* [THE TASK]
Return every line below exactly as written.

Collected data:
********
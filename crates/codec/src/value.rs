use codec::Decode;


pub type AccountId = [u8; 32];


#[derive(Debug, Clone, Copy, Eq, PartialEq)]
pub enum FieldType {
    U16,
    U64,
    U128,
    AccountId
}


#[derive(Debug, Clone, Copy, Eq, PartialEq)]
pub enum Value {
    U16(u16),
    U64(u64),
    U128(u128),
    AccountId(AccountId)
}


impl FieldType {
    pub(crate) fn decode(self, input: &mut &[u8]) -> Result<Value, codec::Error> {
        Ok(match self {
            FieldType::U16 => Value::U16(u16::decode(input)?),
            FieldType::U64 => Value::U64(u64::decode(input)?),
            FieldType::U128 => Value::U128(u128::decode(input)?),
            FieldType::AccountId => Value::AccountId(AccountId::decode(input)?)
        })
    }
}


impl Value {
    pub fn as_u16(&self) -> Option<u16> {
        match self {
            Value::U16(v) => Some(*v),
            _ => None
        }
    }

    /// Any integer widened to `u128`
    pub fn as_u128(&self) -> Option<u128> {
        match self {
            Value::U16(v) => Some(*v as u128),
            Value::U64(v) => Some(*v as u128),
            Value::U128(v) => Some(*v),
            Value::AccountId(_) => None
        }
    }

    pub fn as_account(&self) -> Option<&AccountId> {
        match self {
            Value::AccountId(id) => Some(id),
            _ => None
        }
    }
}
use bytes::Bytes;
use futures::future::BoxFuture;
use futures::stream::BoxStream;
use std::fmt::Debug;
use tao_primitives::{BlockNumber, BlockRef};


#[derive(Clone, Debug, Eq, PartialEq)]
pub struct BlockStreamRequest {
    pub first_block: BlockNumber,
    pub parent_block_hash: Option<String>
}


pub enum BlockStreamResponse {
    /// JSON encoded blocks, one per item, in ascending order
    Stream {
        finalized_head: Option<BlockRef>,
        blocks: BoxStream<'static, anyhow::Result<Bytes>>
    },
    /// Requested position is above the available head
    Empty {
        finalized_head: Option<BlockRef>
    }
}


pub trait DataClient: Debug + Send + Sync {
    fn stream(&self, req: BlockStreamRequest) -> BoxFuture<'_, anyhow::Result<BlockStreamResponse>>;
}
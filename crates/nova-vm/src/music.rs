//! Six-voice music engine.
//!
//! Voices 0-2 drive SID1 channels 0-2, voices 3-5 drive SID2. The engine
//! ticks once per logical frame: each voice accumulates `96 * bpm / 3600`
//! ticks, steps its per-frame effects (arpeggio, PWM sweep, vibrato,
//! portamento, filter sweep — in that order), consumes due events, and
//! then burns the smaller of its tick budget and its wait counter. Sound
//! effects borrow a voice; the music state underneath is frozen until the
//! effect finishes.
//!
//! # Registers ($BA50-$BA56, read-only)
//!
//! | Addr  | Register                  |
//! |-------|---------------------------|
//! | $BA50 | Status (bit 0 = playing)  |
//! | $BA51-$BA56 | Voice MIDI note mirrors |

#![allow(clippy::cast_possible_truncation)]
#![allow(clippy::cast_precision_loss)]

use log::warn;
use nova_sid::NovaSid;

use crate::mml::{self, Event};

pub const MUSIC_BASE: u16 = 0xBA50;
pub const MUSIC_END: u16 = 0xBA56;

/// Music voices.
pub const VOICE_COUNT: usize = 6;
/// Instrument slots.
pub const INSTRUMENT_COUNT: usize = 16;

/// An instrument: waveform bits, ADSR nibbles and a 12-bit pulse width.
#[derive(Debug, Clone, Copy)]
pub struct Instrument {
    /// Waveform bits of the control register (e.g. `0x40` pulse).
    pub waveform: u8,
    pub attack: u8,
    pub decay: u8,
    pub sustain: u8,
    pub release: u8,
    pub pulse_width: u16,
}

impl Default for Instrument {
    fn default() -> Self {
        Self {
            waveform: 0x40,
            attack: 0x01,
            decay: 0x08,
            sustain: 0x0A,
            release: 0x04,
            pulse_width: 0x800,
        }
    }
}

/// SID frequency register value for a MIDI note.
#[must_use]
pub fn note_freq(midi: u8, cpu_hz: u32) -> u16 {
    let hz = 440.0 * 2f64.powf((f64::from(midi) - 69.0) / 12.0);
    let reg = hz * 16_777_216.0 / f64::from(cpu_hz);
    reg.clamp(0.0, 65_535.0) as u16
}

/// Arpeggio effect state.
#[derive(Debug, Clone)]
struct ArpState {
    notes: Vec<u8>,
    index: usize,
}

/// Per-voice sequencing state. Both music tracks and sound effects are
/// tracks; an SFX track shadows the music track on its voice.
#[derive(Debug, Clone)]
struct Track {
    events: Vec<Event>,
    idx: usize,
    bpm: u16,
    tick_accum: f32,
    wait_ticks: f32,
    midi: u8,
    freq: u16,
    gate: bool,
    /// Gate edge split across frames so a retrigger is a real edge.
    pending_gate: bool,
    instrument: usize,
    pw: u16,
    pwm_dir: i8,
    vib_depth: u8,
    vib_phase: f32,
    porta_pending: bool,
    porta_target: u16,
    porta_active: bool,
    filter_sweep: i8,
    cutoff: u8,
    resonance: u8,
    filter_mode: u8,
    arp: Option<ArpState>,
    finished: bool,
}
********
* [RESPONSE TO THIS EXERCISE]
filename crates/codec/src/value.rs
use codec::Decode;


pub type AccountId = [u8; 32];


#[derive(Debug, Clone, Copy, Eq, PartialEq)]
pub enum FieldType {
    U16,
    U64,
    U128,
    AccountId
}


#[derive(Debug, Clone, Copy, Eq, PartialEq)]
pub enum Value {
    U16(u16),
    U64(u64),
    U128(u128),
    AccountId(AccountId)
}


impl FieldType {
    pub(crate) fn decode(self, input: &mut &[u8]) -> Result<Value, codec::Error> {
        Ok(match self {
            FieldType::U16 => Value::U16(u16::decode(input)?),
            FieldType::U64 => Value::U64(u64::decode(input)?),
            FieldType::U128 => Value::U128(u128::decode(input)?),
            FieldType::AccountId => Value::AccountId(AccountId::decode(input)?)
        })
    }
}


impl Value {
    pub fn as_u16(&self) -> Option<u16> {
        match self {
            Value::U16(v) => Some(*v),
            _ => None
        }
    }

    /// Any integer widened to `u128`
    pub fn as_u128(&self) -> Option<u128> {
        match self {
            Value::U16(v) => Some(*v as u128),
            Value::U64(v) => Some(*v as u128),
            Value::U128(v) => Some(*v),
            Value::AccountId(_) => None
        }
    }

    pub fn as_account(&self) -> Option<&AccountId> {
        match self {
            Value::AccountId(id) => Some(id),
            _ => None
        }
    }
}
use bytes::Bytes;
use futures::future::BoxFuture;
use futures::stream::BoxStream;
use std::fmt::Debug;
use tao_primitives::{BlockNumber, BlockRef};


#[derive(Clone, Debug, Eq, PartialEq)]
pub struct BlockStreamRequest {
    pub first_block: BlockNumber,
    pub parent_block_hash: Option<String>
}


pub enum BlockStreamResponse {
    /// JSON encoded blocks, one per item, in ascending order
    Stream {
        finalized_head: Option<BlockRef>,
        blocks: BoxStream<'static, anyhow::Result<Bytes>>
    },
    /// Requested position is above the available head
    Empty {
        finalized_head: Option<BlockRef>
    }
}


pub trait DataClient: Debug + Send + Sync {
    fn stream(&self, req: BlockStreamRequest) -> BoxFuture<'_, anyhow::Result<BlockStreamResponse>>;
}
filename crates/nova-vm/src/music.rs
//! Six-voice music engine.
//!
//! Voices 0-2 drive SID1 channels 0-2, voices 3-5 drive SID2. The engine
//! ticks once per logical frame: each voice accumulates `96 * bpm / 3600`
//! ticks, steps its per-frame effects (arpeggio, PWM sweep, vibrato,
//! portamento, filter sweep — in that order), consumes due events, and
//! then burns the smaller of its tick budget and its wait counter. Sound
//! effects borrow a voice; the music state underneath is frozen until the
//! effect finishes.
//!
//! # Registers ($BA50-$BA56, read-only)
//!
//! | Addr  | Register                  |
//! |-------|---------------------------|
//! | $BA50 | Status (bit 0 = playing)  |
//! | $BA51-$BA56 | Voice MIDI note mirrors |

#![allow(clippy::cast_possible_truncation)]
#![allow(clippy::cast_precision_loss)]

use log::warn;
use nova_sid::NovaSid;

use crate::mml::{self, Event};

pub const MUSIC_BASE: u16 = 0xBA50;
pub const MUSIC_END: u16 = 0xBA56;

/// Music voices.
pub const VOICE_COUNT: usize = 6;
/// Instrument slots.
pub const INSTRUMENT_COUNT: usize = 16;

/// An instrument: waveform bits, ADSR nibbles and a 12-bit pulse width.
#[derive(Debug, Clone, Copy)]
pub struct Instrument {
    /// Waveform bits of the control register (e.g. `0x40` pulse).
    pub waveform: u8,
    pub attack: u8,
    pub decay: u8,
    pub sustain: u8,
    pub release: u8,
    pub pulse_width: u16,
}

impl Default for Instrument {
    fn default() -> Self {
        Self {
            waveform: 0x40,
            attack: 0x01,
            decay: 0x08,
            sustain: 0x0A,
            release: 0x04,
            pulse_width: 0x800,
        }
    }
}

/// SID frequency register value for a MIDI note.
#[must_use]
pub fn note_freq(midi: u8, cpu_hz: u32) -> u16 {
    let hz = 440.0 * 2f64.powf((f64::from(midi) - 69.0) / 12.0);
    let reg = hz * 16_777_216.0 / f64::from(cpu_hz);
    reg.clamp(0.0, 65_535.0) as u16
}

/// Arpeggio effect state.
#[derive(Debug, Clone)]
struct ArpState {
    notes: Vec<u8>,
    index: usize,
}

/// Per-voice sequencing state. Both music tracks and sound effects are
/// tracks; an SFX track shadows the music track on its voice.
#[derive(Debug, Clone)]
struct Track {
    events: Vec<Event>,
    idx: usize,
    bpm: u16,
    tick_accum: f32,
    wait_ticks: f32,
    midi: u8,
    freq: u16,
    gate: bool,
    /// Gate edge split across frames so a retrigger is a real edge.
    pending_gate: bool,
    instrument: usize,
    pw: u16,
    pwm_dir: i8,
    vib_depth: u8,
    vib_phase: f32,
    porta_pending: bool,
    porta_target: u16,
    porta_active: bool,
    filter_sweep: i8,
    cutoff: u8,
    resonance: u8,
    filter_mode: u8,
    arp: Option<ArpState>,
    finished: bool,
}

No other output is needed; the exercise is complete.